Au nom de Dieu, on voile, on tue, on brûle, on lapide – Fadela Amara et Mohamed Abdi

Fadela Amara
Introduction :
Voici que l’on reparle de l’affaire des caricatures de Mahomet, à l’occasion du procès intenté contre « Charlie Hebdo » par la Grande Mosquée de Paris et l’UOIF. Les deux dirigeants de « Ni putes ni soumises », la présidente Fadela Amara et le secrétaire général Mohamed Abdi, ont exprimé très clairement leur soutien à l’hebdomadaire, dans un « Rebond » publié dans le journal « Libération ». Vous en trouverez ci-dessous le texte intégral. A noter que ce quotidien a sorti un numéro spécial en soutien lui aussi à son confrère, et abondamment illustré ... j’y reviendrai plus tard, car il est riche en informations !
J.C

Les violences faites aux
femmes sont l'un des aspects les plus criants de ce que notre société peut produire de pire. C'est pour dire non à la dégradation lancinante que subissaient les filles des quartiers que nous avons lancé ce cri de colère «Ni putes ni soumises». Qu'est ce donc ce cri si ce n'est le combat pour la liberté et l'émancipation de tous. Ici et là-bas. Comment notre société peut-elle tolérer que Sohanne ou Chahrazad soient brûlées par un garçon en plein coeur de leur quartier ? Au nom de qui ?
Que dire de cette cohorte de jeunes filles mariées de force ou menacées de mariages que nous accueillons dans nos permanences tous les jours. Au nom de qui ?
Comment ne rien dire face à ces attaques de clinique qui pratiquent les IVG aux Etats-Unis ou en Pologne ? Au nom de qui ?
Comment accepter que des femmes tadjiks aient recours a l'immolation pour échapper à un quotidien, à une oppression et des violences quelles ne supportent plus. Au nom de qui ?
Comment tolérer que des femmes au Moyen Orient soient lapidées ou pendues parce qu'elles auraient enfreint la loi des hommes. Au nom de qui ?
Comment pouvons-nous dormir avec l'idée que des femmes soient gavées tel des oies de Noël, en Mauritanie, parce que, plus elles sont grosses, plus la dote de mariage sera importante ? Au nom de qui?
Comment pouvons-nous accepter qu'Hina en Italie ou Padima en Suède soient victimes d'un crime d'honneur de la part de leur père parce qu'elles fréquentaient un jeune d'une autre confession. Au nom de qui ?
La liste est longue. Nous pourrions aussi parler de la Chine, de l'Amérique latine , de l'Inde, de l'Europe de l'Afrique mais aussi de la France. Autant de pays et continents où la femme peut être battue, brûlée excisée, vendue tuée dès la naissance.
Alors oui ! la question est posée.

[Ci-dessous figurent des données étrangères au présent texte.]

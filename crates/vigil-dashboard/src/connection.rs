use crate::event::{ChannelEvent, ChannelId, DashboardEvent};
use chrono::{DateTime, Utc};
use futures_util::{SinkExt, StreamExt};
use std::time::Duration;
use tokio::sync::{mpsc, oneshot};
use tokio::task::JoinHandle;
use tokio_tungstenite::{connect_async, tungstenite::Message};
use tracing::{debug, info, warn};
use url::Url;
use vigil_core::stream::{
    decode_server_message, encode_client_message, ClientMessage, ServerMessage, StreamError,
    DEFAULT_MAX_MESSAGE_BYTES,
};
use vigil_core::StreamFrame;

const CLOSE_TIMEOUT: Duration = Duration::from_secs(2);

/// One push-channel instance. Owns the background task that reads the
/// websocket and forwards tagged events, in arrival order, to the session.
///
/// The instance never reconnects on its own: after a transport error or a
/// remote close it reports once and stops. Leaving the disconnected state
/// takes a new `Connection` with a new [`ChannelId`].
pub struct Connection {
    id: ChannelId,
    url: Url,
    shutdown: Option<oneshot::Sender<()>>,
    task: Option<JoinHandle<()>>,
}

impl Connection {
    pub fn open(id: ChannelId, url: Url, events: mpsc::Sender<DashboardEvent>) -> Self {
        info!(event = "stream_open", channel = %id, url = %url);
        let (shutdown_tx, shutdown_rx) = oneshot::channel();
        let task = tokio::spawn(run_channel(id, url.clone(), events, shutdown_rx));
        Self {
            id,
            url,
            shutdown: Some(shutdown_tx),
            task: Some(task),
        }
    }

    pub fn id(&self) -> ChannelId {
        self.id
    }

    pub fn url(&self) -> &Url {
        &self.url
    }

    pub fn is_closed(&self) -> bool {
        self.shutdown.is_none()
    }

    /// Asks the channel task to send a close frame and stop. Safe to call any
    /// number of times; only the first call does anything.
    pub fn close(&mut self) {
        let Some(shutdown) = self.shutdown.take() else {
            return;
        };
        debug!(event = "stream_close_requested", channel = %self.id);
        let _ = shutdown.send(());
    }

    /// Closes and waits for the channel task to finish.
    pub async fn shutdown(mut self) {
        self.close();
        let Some(mut task) = self.task.take() else {
            return;
        };
        let grace = CLOSE_TIMEOUT + Duration::from_millis(500);
        if tokio::time::timeout(grace, &mut task).await.is_err() {
            warn!(event = "stream_close_timeout", channel = %self.id);
            task.abort();
        }
    }
}

impl Drop for Connection {
    fn drop(&mut self) {
        self.close();
    }
}

async fn run_channel(
    id: ChannelId,
    url: Url,
    events: mpsc::Sender<DashboardEvent>,
    mut shutdown: oneshot::Receiver<()>,
) {
    let connect = tokio::select! {
        biased;
        _ = &mut shutdown => {
            debug!(event = "stream_open_cancelled", channel = %id);
            return;
        }
        result = connect_async(url.as_str()) => result,
    };
    let mut ws = match connect {
        Ok((ws, _response)) => ws,
        Err(err) => {
            warn!(event = "stream_connect_error", channel = %id, error = %err);
            let _ = events
                .send(DashboardEvent::channel(id, ChannelEvent::Error(err.to_string())))
                .await;
            return;
        }
    };

    if events
        .send(DashboardEvent::channel(id, ChannelEvent::Opened))
        .await
        .is_err()
    {
        let _ = tokio::time::timeout(CLOSE_TIMEOUT, ws.close(None)).await;
        return;
    }

    let handshake = match encode_client_message(&ClientMessage::Start) {
        Ok(text) => text,
        Err(err) => {
            let _ = events
                .send(DashboardEvent::channel(id, ChannelEvent::Error(err.to_string())))
                .await;
            return;
        }
    };
    if let Err(err) = ws.send(Message::Text(handshake)).await {
        warn!(event = "stream_handshake_error", channel = %id, error = %err);
        let _ = events
            .send(DashboardEvent::channel(id, ChannelEvent::Error(err.to_string())))
            .await;
        return;
    }
    info!(event = "stream_ready", channel = %id);

    loop {
        let next = tokio::select! {
            biased;
            _ = &mut shutdown => {
                let _ = tokio::time::timeout(CLOSE_TIMEOUT, ws.close(None)).await;
                info!(event = "stream_closed", channel = %id, reason = "local");
                return;
            }
            next = ws.next() => next,
        };

        let text = match next {
            Some(Ok(Message::Text(text))) => text,
            Some(Ok(Message::Binary(bytes))) => match String::from_utf8(bytes) {
                Ok(text) => text,
                Err(_) => {
                    debug!(event = "stream_binary_ignored", channel = %id);
                    continue;
                }
            },
            Some(Ok(Message::Close(frame))) => {
                let reason = frame
                    .map(|frame| frame.reason.to_string())
                    .unwrap_or_default();
                info!(event = "stream_closed", channel = %id, reason = "remote", detail = %reason);
                let _ = events
                    .send(DashboardEvent::channel(id, ChannelEvent::Closed))
                    .await;
                return;
            }
            Some(Ok(_)) => continue,
            Some(Err(err)) => {
                warn!(event = "stream_transport_error", channel = %id, error = %err);
                let _ = events
                    .send(DashboardEvent::channel(id, ChannelEvent::Error(err.to_string())))
                    .await;
                return;
            }
            None => {
                info!(event = "stream_closed", channel = %id, reason = "eof");
                let _ = events
                    .send(DashboardEvent::channel(id, ChannelEvent::Closed))
                    .await;
                return;
            }
        };

        let Some(event) = channel_event_from_text(id, &text, Utc::now()) else {
            continue;
        };
        if events.send(DashboardEvent::channel(id, event)).await.is_err() {
            debug!(event = "stream_receiver_gone", channel = %id);
            let _ = tokio::time::timeout(CLOSE_TIMEOUT, ws.close(None)).await;
            return;
        }
    }
}

/// Translates one text message into a channel event. Unknown or malformed
/// messages are logged and dropped.
fn channel_event_from_text(
    id: ChannelId,
    text: &str,
    received_at: DateTime<Utc>,
) -> Option<ChannelEvent> {
    match decode_server_message(text, DEFAULT_MAX_MESSAGE_BYTES) {
        Ok(ServerMessage::Frame { data, detections }) => Some(ChannelEvent::Frame {
            frame: StreamFrame::new(data, received_at),
            counts: detections,
        }),
        Ok(ServerMessage::Alert { data }) => Some(ChannelEvent::Alert(data)),
        Err(StreamError::UnknownKind(kind)) => {
            debug!(event = "stream_unknown_kind", channel = %id, kind = %kind);
            None
        }
        Err(err) => {
            warn!(event = "stream_decode_error", channel = %id, error = %err);
            None
        }
    }
}
use crate::{CameraArgs, CameraCommands, Commands, RecipientCommands, RuleCommands, StreamCommands};
use anyhow::{bail, Context, Result};
use chrono::Local;
use serde::Serialize;
use tracing::debug;
use vigil_core::api::{BackendClient, CameraConfig, Health, NewRule, Rule, SourceType, StatusReply};
use vigil_core::{Alert, DetectionCounts, ObjectType};

pub async fn run(client: &BackendClient, command: Commands, json: bool) -> Result<()> {
    debug!(event = "cli_command", api_url = %client.base_url(), command = ?command);
    match command {
        Commands::Camera { action } => match action {
            CameraCommands::Configure(args) => {
                let config = camera_config(args)?;
                let reply = client
                    .configure_camera(&config)
                    .await
                    .context("Failed to configure camera")?;
                print_reply(&reply, "Camera configured", json)
            }
            CameraCommands::Test(args) => {
                let config = camera_config(args)?;
                let reply = client
                    .test_connection(&config)
                    .await
                    .context("Camera connection test failed")?;
                print_reply(&reply, "Camera reachable", json)
            }
        },
        Commands::Stream { action } => match action {
            StreamCommands::Start => {
                let reply = client
                    .start_stream()
                    .await
                    .context("Failed to start stream")?;
                print_reply(&reply, "Stream started", json)
            }
            StreamCommands::Stop => {
                let reply = client
                    .stop_stream()
                    .await
                    .context("Failed to stop stream")?;
                print_reply(&reply, "Stream stopped", json)
            }
        },
        Commands::Rules { action } => match action {
            RuleCommands::List => {
                let rules = client.rules().await.context("Failed to fetch rules")?;
                if json {
                    return print_json(&rules);
                }
                if rules.is_empty() {
                    println!("No rules configured");
                }
                for rule in &rules {
                    println!("{}", format_rule(rule));
                }
                Ok(())
            }
            RuleCommands::Create {
                name,
                object,
                threshold,
            } => {
                let rule = new_rule(name, object, threshold)?;
                let reply = client
                    .create_rule(&rule)
                    .await
                    .context("Failed to create rule")?;
                let fallback = match reply.rule_id.as_deref() {
                    Some(id) => format!("Rule created: {id}"),
                    None => "Rule created".to_string(),
                };
                print_reply(&reply, &fallback, json)
            }
            RuleCommands::Delete { rule_id } => {
                let reply = client
                    .delete_rule(&rule_id)
                    .await
                    .with_context(|| format!("Failed to delete rule {rule_id}"))?;
                print_reply(&reply, "Rule deleted", json)
            }
        },
        Commands::Recipients { action } => match action {
            RecipientCommands::Set { emails } => {
                let emails = clean_emails(emails)?;
                let reply = client
                    .configure_alerts(&emails)
                    .await
                    .context("Failed to configure alert recipients")?;
                print_reply(&reply, "Recipients updated", json)
            }
            RecipientCommands::Test { emails } => {
                let emails = clean_emails(emails)?;
                let reply = client
                    .send_test_email(&emails)
                    .await
                    .context("Failed to send test email")?;
                print_reply(&reply, "Test email sent", json)
            }
        },
        Commands::Alerts { limit } => {
            let alerts = client
                .alerts(limit)
                .await
                .context("Failed to fetch alerts")?;
            if json {
                return print_json(&alerts);
            }
            println!("Recent Alerts ({})", alerts.len());
            if alerts.is_empty() {
                println!("No alerts yet");
            }
            for alert in &alerts {
                println!("{}", format_alert(alert));
            }
            Ok(())
        }
        Commands::Detections => {
            let counts = client
                .detections()
                .await
                .context("Failed to fetch detections")?;
            if json {
                return print_json(&counts);
            }
            println!("{}", format_counts(&counts));
            Ok(())
        }
        Commands::Health => {
            let health = client.health().await.context("Failed to fetch health")?;
            if json {
                return print_json(&health);
            }
            println!("{}", format_health(&health));
            Ok(())
        }
    }
}

fn camera_config(args: CameraArgs) -> Result<CameraConfig> {
    match args.source {
        SourceType::Rtsp if args.rtsp_url.as_deref().map_or(true, str::is_empty) => {
            bail!("--rtsp-url is required for rtsp sources")
        }
        SourceType::Upload if args.video_file.as_deref().map_or(true, str::is_empty) => {
            bail!("--video-file is required for upload sources")
        }
        _ => {}
    }
    Ok(CameraConfig {
        source_type: args.source,
        rtsp_url: args.rtsp_url,
        video_file: args.video_file,
    })
}

/// The backend fires a rule once the count exceeds `threshold`, so 0 means
/// "any detection".
fn new_rule(name: String, object_type: ObjectType, threshold: u32) -> Result<NewRule> {
    let name = name.trim().to_string();
    if name.is_empty() {
        bail!("Rule name must not be empty");
    }
    Ok(NewRule {
        name,
        object_type,
        threshold,
    })
}

fn clean_emails(emails: Vec<String>) -> Result<Vec<String>> {
    let cleaned: Vec<String> = emails
        .iter()
        .flat_map(|entry| entry.split(','))
        .map(str::trim)
        .filter(|email| !email.is_empty())
        .map(str::to_string)
        .collect();
    if let Some(bad) = cleaned.iter().find(|email| !email.contains('@')) {
        bail!("Not an email address: {bad}");
    }
    if cleaned.is_empty() {
        bail!("At least one email address is required");
    }
    Ok(cleaned)
}

fn print_reply(reply: &StatusReply, fallback: &str, json: bool) -> Result<()> {
    if json {
        return print_json(reply);
    }
    println!("{}", reply.message.as_deref().unwrap_or(fallback));
    Ok(())
}

fn print_json<T: Serialize + ?Sized>(value: &T) -> Result<()> {
    let text = serde_json::to_string_pretty(value).context("Failed to encode output")?;
    println!("{text}");
    Ok(())
}

fn format_rule(rule: &Rule) -> String {
    format!(
        "- [{}] {}: {} > {}",
        rule.rule_id, rule.name, rule.object_type, rule.threshold
    )
}

fn format_alert(alert: &Alert) -> String {
    format!(
        "{}  {}  {}",
        alert.timestamp.with_timezone(&Local).format("%Y-%m-%d %H:%M:%S"),
        alert.rule_name,
        alert.summary()
    )
}

fn format_counts(counts: &DetectionCounts) -> String {
    format!(
        "Persons: {} | Animals: {} | Vehicles: {}",
        counts.person, counts.animal, counts.vehicle
    )
}

fn format_health(health: &Health) -> String {
    format!(
        "{} | streaming: {} | clients: {} | {}",
        health.status,
        if health.streaming { "yes" } else { "no" },
        health.connected_clients,
        format_counts(&health.detections)
    )
}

Au nom de qui s'arroge-t-on le droit de disposer de la vie des femmes ou de les maintenir dans un statut de perpétuelle mineure.
Au nom de la tradition, certes. Mais derrière cela, et souvent de manière fort, hypocrite se cache le véritable «au nom de qui». Au nom de Dieu !
Oui, aujourd'hui au nom de Dieu, on voile, on tue, on brûle, on lapide des femmes ! Au nom de Dieu, on dicte un mode de vie, on dévoie la culture, on légitime la régression.
Ce «on» n'est autre que les sinistres «apôtres» des mouvances intégristes qui ont décidé de mettre nos sociétés en coupe pour mieux les contrôler, pour imposer des diktats religieux qui n'ont d'ailleurs rien à voir avec les préceptes des religions qu'ils entendent défendre et dont ils sont pour la plupart ignares. Ces gens-là ne sont pas des religieux. Ce sont des militants politiques qui entendent nous imposer un modèle totalitaire en instrumentalisant les institutions démocratiques. Que s'est-il passé pour que certains connus et reconnus pour leur engagement démocratique cèdent à cette tentation ?
On ne peut que s'étonner donc du procès inique fait à Charlie Hebdo. Ce journal a été à tous les rendez-vous pour soutenir la justice, la liberté, l'émancipation et la lutte contre le racisme et l'antisémitisme. Il a hissé le combat pour le progrès de l'humanité au-dessus de toute autre considération.
Charlie est provocateur et populaire. C'est un poil à gratter. Tant mieux ! Ce sont la non-critique, le non-dit, le non-débat qui sont source de confusion. Sans aucune hésitation, Ni putes ni soumises soutient Charlie Hebdo. Au nom de qui ? Au nom du vivre ensemble et la démocratie !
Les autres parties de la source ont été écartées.